Applications brought pursuant to 28 U.S.C. § 1782 typically are considered on an ex parte basis, since “‘parties will be given adequate notice of any discovery taken pursuant to the request and will then have the opportunity to move to quash the discovery or to participate in it.'” IPCom GmbH & Co. KG v. Apple, Inc., 61 F.Supp.3d 919, 922 (N.D. Cal. 2014) (quoting In re Republic of Ecuador, No. C-10-80225 MISC CRB (EMC), 2010 WL 3702427, at *2 (N.D. Cal. Sept. 15, 2010)). “Consequently, orders granting § 1782 applications typically only provide that discovery is ‘authorized,' and thus the opposing party may still raise objections and exercise its due process rights by challenging the discovery after it is issued via a motion to quash, which mitigates concerns regarding any unfairness of granting the application ex parte.” In re: Ex Parte Application Varian Med. Sys. Int'l AG, Applicant, No. 16-mc-80048-MEJ, 2016 WL 1161568, at *2 (N.D. Cal. Mar. 24, 2016).

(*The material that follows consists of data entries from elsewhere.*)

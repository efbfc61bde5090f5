//! Batch pipeline: turns one coalesced burst into one agent reply.

use crate::services::{AgentReply, AgentRequest, AudioService, Responder};
use crate::session::{ProcessedExchange, SessionManager};
use anyhow::{Context, Result};
use async_trait::async_trait;
use mb_buffer::{BatchHandler, BufferedMessage};
use mb_channels::{ChannelAdapter, ConversationKey, OutboundMessage, UserKey};
use std::sync::Arc;

pub const PART_SEPARATOR: &str = "\n---\n";
pub const APOLOGY_MESSAGE: &str =
    "Sorry, something went wrong while processing your message. Please try again.";
const REPLY_AUDIO_MIME: &str = "audio/ogg";

pub struct BatchPipeline {
    audio: Arc<dyn AudioService>,
    responder: Arc<dyn Responder>,
    channel: Arc<dyn ChannelAdapter>,
    sessions: Arc<SessionManager>,
    prefer_audio: bool,
}

impl BatchPipeline {
    pub fn new(
        audio: Arc<dyn AudioService>,
        responder: Arc<dyn Responder>,
        channel: Arc<dyn ChannelAdapter>,
        sessions: Arc<SessionManager>,
        prefer_audio: bool,
    ) -> Self {
        Self {
            audio,
            responder,
            channel,
            sessions,
            prefer_audio,
        }
    }

    /// Joins the batch into one text, transcribing voice notes and audio.
    pub async fn combine(&self, user_key: &UserKey, batch: &[BufferedMessage]) -> String {
        let mut parts = Vec::with_capacity(batch.len());
        for (index, msg) in batch.iter().enumerate() {
            if msg.kind.is_text() {
                parts.push(msg.content.clone());
                continue;
            }
            if msg.kind.is_audio() {
                if let Some(media) = &msg.media {
                    match self.audio.transcribe(media).await {
                        Ok(text) if !text.trim().is_empty() => {
                            parts.push(text.trim().to_string());
                        }
                        Ok(_) => {
                            tracing::warn!(user_key = %user_key, index, "empty transcription; skipping");
                        }
                        Err(e) => {
                            tracing::warn!(user_key = %user_key, index, error = %e, "transcription failed; skipping");
                        }
                    }
                    continue;
                }
            }
            if msg.content.trim().is_empty() {
                tracing::warn!(user_key = %user_key, index, kind = %msg.kind, "message has nothing to combine; skipping");
            } else {
                parts.push(msg.content.clone());
            }
        }
        parts.join(PART_SEPARATOR)
    }

    async fn run(&self, user_key: &UserKey, batch: Vec<BufferedMessage>) -> Result<()> {
        let Some(last) = batch.last() else {
            return Ok(());
        };
        let chat_id = last.conversation_key.clone();
        let session_id = self.sessions.get_or_create(user_key);

        let combined = self.combine(user_key, &batch).await;
        if combined.trim().is_empty() {
            tracing::warn!(user_key = %user_key, batch_size = batch.len(), "batch produced no text; nothing to answer");
            return Ok(());
        }
        tracing::info!(
            user_key = %user_key,
            batch_size = batch.len(),
            combined_chars = combined.chars().count(),
            "batch combined"
        );

        let request = AgentRequest {
            user_message: combined,
            user_id: user_key.to_string(),
            session_id,
            message_type: if batch.iter().any(|m| m.kind.is_audio()) {
                "audio".to_string()
            } else {
                "text".to_string()
            },
        };
        let reply = match self.responder.respond(&request).await {
            Ok(reply) if !reply.response_text.trim().is_empty() => reply,
            Ok(_) => {
                self.send_apology(&chat_id).await;
                anyhow::bail!("responder returned an empty reply");
            }
            Err(e) => {
                self.send_apology(&chat_id).await;
                return Err(e).context("responder failed");
            }
        };

        let outbound = self.build_reply(user_key, chat_id, &reply).await;
        self.channel
            .send(outbound)
            .await
            .context("deliver reply")?;

        self.sessions.record_exchange(
            user_key,
            ProcessedExchange::from_batch(&batch, &reply.response_text),
        );
        tracing::info!(user_key = %user_key, batch_size = batch.len(), "batch answered");
        Ok(())
    }

    async fn build_reply(
        &self,
        user_key: &UserKey,
        chat_id: ConversationKey,
        reply: &AgentReply,
    ) -> OutboundMessage {
        let mut outbound = OutboundMessage::text(chat_id, reply.response_text.clone());
        outbound.auxiliary_text = reply.auxiliary_text.clone();
        if reply.should_send_audio || self.prefer_audio {
            match self.audio.synthesize(&reply.response_text).await {
                Ok(url) => {
                    outbound.media_url = Some(url);
                    outbound.mime_type = Some(REPLY_AUDIO_MIME.to_string());
                }
                Err(e) => {
                    tracing::warn!(user_key = %user_key, error = %e, "speech synthesis failed; replying with text only");
                }
            }
        }
        outbound
    }

    async fn send_apology(&self, chat_id: &ConversationKey) {
        if let Err(e) = self
            .channel
            .send(OutboundMessage::text(chat_id.clone(), APOLOGY_MESSAGE))
            .await
        {
            tracing::error!(chat_id = %chat_id, error = %e, "failed to deliver apology");
        }
    }
}

#[async_trait]
impl BatchHandler for BatchPipeline {
    async fn handle(&self, user_key: UserKey, batch: Vec<BufferedMessage>) -> Result<()> {
        self.run(&user_key, batch).await
    }
}

#[cfg(test)]
pub(crate) mod tests {
    use super::*;
    use crate::services::{self, ServiceError};
    use bytes::Bytes;
    use mb_channels::{MediaRef, MessageKind};
    use std::sync::Mutex;

    #[derive(Default)]
    pub(crate) struct FakeAudio {
        pub fail_transcription: bool,
        pub fail_synthesis: bool,
        pub synthesized: Mutex<Vec<String>>,
    }

    #[async_trait]
    impl AudioService for FakeAudio {
        async fn transcribe(&self, media: &MediaRef) -> services::Result<String> {
            if self.fail_transcription {
                return Err(ServiceError::Http("stt down".to_string()));
            }
            match media {
                MediaRef::Inline { data, .. } => Ok(String::from_utf8_lossy(data).to_string()),
                MediaRef::Remote { url, .. } => Ok(format!("transcript of {url}")),
            }
        }

        async fn synthesize(&self, text: &str) -> services::Result<String> {
            if self.fail_synthesis {
                return Err(ServiceError::Http("tts down".to_string()));
            }
            self.synthesized.lock().expect("lock").push(text.to_string());
            Ok("https://cdn.example/reply.ogg".to_string())
        }
    }

    pub(crate) struct FakeResponder {
        pub reply: Option<AgentReply>,
        pub requests: Mutex<Vec<AgentRequest>>,
    }

    impl FakeResponder {
        pub fn answering(text: &str) -> Self {
            Self {
                reply: Some(AgentReply {
                    response_text: text.to_string(),
                    auxiliary_text: None,
                    should_send_audio: false,
                }),
                requests: Mutex::new(Vec::new()),
            }
        }

        pub fn failing() -> Self {
            Self {
                reply: None,
                requests: Mutex::new(Vec::new()),
            }
        }
    }

    #[async_trait]
    impl Responder for FakeResponder {
        async fn respond(&self, request: &AgentRequest) -> services::Result<AgentReply> {
            self.requests.lock().expect("lock").push(request.clone());
            self.reply
                .clone()
                .ok_or_else(|| ServiceError::Http("agent down".to_string()))
        }
    }

    #[derive(Default)]
    pub(crate) struct FakeChannel {
        pub sent: Mutex<Vec<OutboundMessage>>,
    }

    #[async_trait]
    impl ChannelAdapter for FakeChannel {
        fn channel_id(&self) -> &str {
            "fake"
        }

        async fn send(&self, message: OutboundMessage) -> anyhow::Result<()> {
            self.sent.lock().expect("lock").push(message);
            Ok(())
        }
    }

    struct Harness {
        audio: Arc<FakeAudio>,
        responder: Arc<FakeResponder>,
        channel: Arc<FakeChannel>,
        sessions: Arc<SessionManager>,
        pipeline: BatchPipeline,
    }

    fn harness(audio: FakeAudio, responder: FakeResponder, prefer_audio: bool) -> Harness {
        let audio = Arc::new(audio);
        let responder = Arc::new(responder);
        let channel = Arc::new(FakeChannel::default());
        let sessions = Arc::new(SessionManager::new());
        let pipeline = BatchPipeline::new(
            audio.clone(),
            responder.clone(),
            channel.clone(),
            sessions.clone(),
            prefer_audio,
        );
        Harness {
            audio,
            responder,
            channel,
            sessions,
            pipeline,
        }
    }

    fn voice(user: &str, transcript: &str) -> BufferedMessage {
        BufferedMessage::new(user, MessageKind::VoiceNote, "", "chat-1").with_media(MediaRef::Inline {
            mime_type: Some("audio/ogg".to_string()),
            data: Bytes::from(transcript.to_string()),
        })
    }

    #[tokio::test]
    async fn combine_transcribes_audio_and_keeps_order() {
        let h = harness(FakeAudio::default(), FakeResponder::answering("ok"), false);
        let user = UserKey::new("u1");
        let batch = vec![
            BufferedMessage::text("u1", "hello", "chat-1"),
            voice("u1", "spoken words"),
            BufferedMessage::new("u1", MessageKind::Image, "look at this", "chat-1"),
            BufferedMessage::new("u1", MessageKind::Document, " ", "chat-1").with_media(
                MediaRef::Remote {
                    mime_type: None,
                    url: "https://cdn.example/doc.pdf".to_string(),
                },
            ),
        ];
        let combined = h.pipeline.combine(&user, &batch).await;
        assert_eq!(combined, "hello\n---\nspoken words\n---\nlook at this");
    }

    #[tokio::test]
    async fn combine_skips_failed_transcriptions() {
        let h = harness(
            FakeAudio {
                fail_transcription: true,
                ..FakeAudio::default()
            },
            FakeResponder::answering("ok"),
            false,
        );
        let user = UserKey::new("u1");
        let batch = vec![voice("u1", "lost"), BufferedMessage::text("u1", "kept", "chat-1")];
        assert_eq!(h.pipeline.combine(&user, &batch).await, "kept");
    }

    #[tokio::test]
    async fn handle_answers_batch_and_records_history() {
        let h = harness(FakeAudio::default(), FakeResponder::answering("the answer"), false);
        let user = UserKey::new("u1");
        let batch = vec![
            BufferedMessage::text("u1", "first", "chat-1"),
            voice("u1", "second"),
        ];
        h.pipeline.handle(user.clone(), batch).await.expect("handled");

        let requests = h.responder.requests.lock().expect("lock").clone();
        assert_eq!(requests.len(), 1);
        assert_eq!(requests[0].user_message, "first\n---\nsecond");
        assert_eq!(requests[0].message_type, "audio");
        assert!(requests[0].session_id.starts_with("sess_u1_"));

        let sent = h.channel.sent.lock().expect("lock").clone();
        assert_eq!(sent.len(), 1);
        assert_eq!(sent[0].chat_id.as_str(), "chat-1");
        assert_eq!(sent[0].content, "the answer");
        assert!(sent[0].media_url.is_none());

        let session = h.sessions.get(&user).expect("session");
        assert_eq!(session.exchanges.len(), 1);
        assert_eq!(session.exchanges[0].grouped_count, 2);
    }

    #[tokio::test]
    async fn responder_failure_sends_apology_and_reports_error() {
        let h = harness(FakeAudio::default(), FakeResponder::failing(), false);
        let user = UserKey::new("u1");
        let err = h
            .pipeline
            .handle(user.clone(), vec![BufferedMessage::text("u1", "hi", "chat-1")])
            .await
            .expect_err("responder failure surfaces");
        assert!(format!("{err:#}").contains("agent down"));

        let sent = h.channel.sent.lock().expect("lock").clone();
        assert_eq!(sent.len(), 1);
        assert_eq!(sent[0].content, APOLOGY_MESSAGE);
        assert!(h.sessions.get(&user).is_none());
    }

    #[tokio::test]
    async fn audio_reply_attaches_synthesized_url() {
        let mut responder = FakeResponder::answering("spoken reply");
        if let Some(reply) = responder.reply.as_mut() {
            reply.should_send_audio = true;
            reply.auxiliary_text = Some("see the link".to_string());
        }
        let h = harness(FakeAudio::default(), responder, false);
        h.pipeline
            .handle(UserKey::new("u1"), vec![BufferedMessage::text("u1", "talk to me", "chat-1")])
            .await
            .expect("handled");

        let sent = h.channel.sent.lock().expect("lock").clone();
        assert_eq!(sent[0].media_url.as_deref(), Some("https://cdn.example/reply.ogg"));
        assert_eq!(sent[0].mime_type.as_deref(), Some("audio/ogg"));
        assert_eq!(sent[0].auxiliary_text.as_deref(), Some("see the link"));
        assert_eq!(
            h.audio.synthesized.lock().expect("lock").clone(),
            vec!["spoken reply".to_string()]
        );
    }

    #[tokio::test]
    async fn synthesis_failure_degrades_to_text() {
        let h = harness(
            FakeAudio {
                fail_synthesis: true,
                ..FakeAudio::default()
            },
            FakeResponder::answering("text only"),
            true,
        );
        h.pipeline
            .handle(UserKey::new("u1"), vec![BufferedMessage::text("u1", "hi", "chat-1")])
            .await
            .expect("handled");
        let sent = h.channel.sent.lock().expect("lock").clone();
        assert_eq!(sent[0].content, "text only");
        assert!(sent[0].media_url.is_none());
    }

    #[tokio::test]
    async fn batch_without_text_skips_responder() {
        let h = harness(
            FakeAudio {
                fail_transcription: true,
                ..FakeAudio::default()
            },
            FakeResponder::answering("unused"),
            false,
        );
        h.pipeline
            .handle(UserKey::new("u1"), vec![voice("u1", "inaudible")])
            .await
            .expect("nothing to do is not an error");
        assert!(h.responder.requests.lock().expect("lock").is_empty());
        assert!(h.channel.sent.lock().expect("lock").is_empty());
    }
}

Unless the district court orders otherwise, the discovery authorized by the court must be obtained in accordance with the Federal Rules of Civil Procedure. 28 U.S.C. § 1782(a); In re Letters Rogatory from Tokyo Dist. Prosecutor's Office, Tokyo, Japan, 16 F.3d 1016, 1020 (9th Cir. 1994).
III. DISCUSSION
A. Statutory Requirements
Team Co.'s application satisfies the statutory requirements of 28 U.S.C. § 1782(a). First, the subpoena seeks discovery from Google, which has its principal places of business in the Northern District of California. Dkt. No. 1 at 2, 5. Second, Team Co. requests this discovery for use in a civil action for violations of Articles 709 and 710 of the Japanese Civil Code that it says it anticipates filing in Japan as soon as it learns the true identity of SK. Id. at 3, 5. Crediting that assertion, this proceeding before a foreign tribunal appears to be within reasonable contemplation. See Intel, 542 U.S. at 259 (adjudicative proceedings need not be pending or imminent, so long as they are within reasonable contemplation). Third, Team Co., as the putative plaintiff in the contemplated civil action, is an interested person within the meaning of the statute. Id. at 6.
B. Intel Factors
Even if the Court has the authority to grant Team Co.'s § 1782 application, that does not mean the Court is required to do so. Intel, 542 U.S. at 247. In determining whether judicial assistance under § 1782 is appropriate, the Court must consider the additional, non-exhaustive Intel factors.
1. Participation of target in the foreign proceeding
Although this factor addresses whether the person from whom discovery is sought is a party to the foreign proceeding, “the key issue is whether the material is obtainable through the foreign proceeding.” In re Varian Med. Sys., 2016 WL 1161568, at *3 (internal quotations and citation omitted).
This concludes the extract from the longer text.